Tidak hanya itu, akibat hilirisasi industri yang ugal-ugalan adalah masalah Kesehatan dan Keselamatan Kerja (K3) pun kurang diperhatikan. Contohnya saja pada 22 Desember 2022, terjadi kecelakaan kerja yang begitu tragis hingga menelan korban jiwa di PT GNI, Morowali Utara, Sulawesi Tengah. Akibat ledakan tungku smelter, dua operator crane terjebak dalam kebakaran tersebut dan tidak bisa diselamatkan.

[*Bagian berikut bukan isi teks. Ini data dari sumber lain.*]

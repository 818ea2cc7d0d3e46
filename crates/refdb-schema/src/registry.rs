use std::collections::BTreeMap;

use crate::builtin;
use crate::error::{Result, SchemaError};
use crate::schema::Schema;

/// Dataset name to schema. Built once, then only read.
#[derive(Debug, Clone, Default)]
pub struct SchemaRegistry {
    schemas: BTreeMap<String, Schema>,
}

impl SchemaRegistry {
    /// Create an empty registry.
    pub fn new() -> Self {
        Self::default()
    }

    /// Registry holding the schemas of every known dataset.
    ///
    /// # Errors
    ///
    /// Fails only if a built-in schema is malformed.
    pub fn builtin() -> Result<Self> {
        let mut registry = Self::new();
        for schema in builtin::schemas()? {
            registry.insert(schema);
        }
        Ok(registry)
    }

    /// Insert a schema, replacing any existing one for the same dataset.
    pub fn insert(&mut self, schema: Schema) {
        self.schemas.insert(schema.dataset().to_string(), schema);
    }

    pub fn get(&self, dataset: &str) -> Option<&Schema> {
        self.schemas.get(dataset)
    }

    /// Resolve the schema for a dataset.
    ///
    /// # Errors
    ///
    /// Returns [`SchemaError::UnknownDataset`] when nothing is registered under `dataset`.
    pub fn lookup(&self, dataset: &str) -> Result<&Schema> {
        self.get(dataset)
            .ok_or_else(|| SchemaError::UnknownDataset {
                name: dataset.to_string(),
            })
    }

    /// Registered dataset names, sorted.
    pub fn names(&self) -> impl Iterator<Item = &str> {
        self.schemas.keys().map(String::as_str)
    }

    pub fn iter(&self) -> impl Iterator<Item = &Schema> {
        self.schemas.values()
    }

    pub fn len(&self) -> usize {
        self.schemas.len()
    }

    pub fn is_empty(&self) -> bool {
        self.schemas.is_empty()
    }
}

Lalu pada tahun berikutnya, tepatnya pada 24 Desember 2023, tungku smelter milik PT ITSS yang berada di kawasan PT IMIP juga mengalami ledakan. Akibatnya, 21 orang pekerja menjadi korban jiwa dan 38 orang pekerja dinyatakan luka-luka. Tragedi ledakan tungku smelter ini pun menjadi duka yang begitu mendalam dan menjadi sorotan tentang buruknya prosedur keselamatan kerja di kawasan industri.

Sungguh sangat disayangkan, lima bulan setelah duka tersebut, tepatnya pada 13 Juni 2024, ledakan tungku smelter justru kembali terjadi di tempat yang sama. Terdapat dua pekerja yang menjadi korban dan mengalami luka bakar akibat kecelakaan kerja tersebut.

Lihatlah, di balik keuntungan materi hilirisasi industri nikel yang begitu dibanggakan, ada nyawa buruh yang menjadi korbannya. Ada upah buruh yang tak sebanding dengan tenaga yang mereka berikan terhadap perusahaan. Ada masyarakat yang tidak bisa menikmati air bersih dan kehilangan mata pencahariannya dan ada mahluk hidup lain yang kehilangan habitatnya. Lantas, dari semua dampak negatif ini, apa yang perlu dibanggakan dengan keuntungan triliunan itu, jika pada kenyataannya hanya pihak-pihak tertentu yang merasakan dampak positifnya, para oligarki misalnya?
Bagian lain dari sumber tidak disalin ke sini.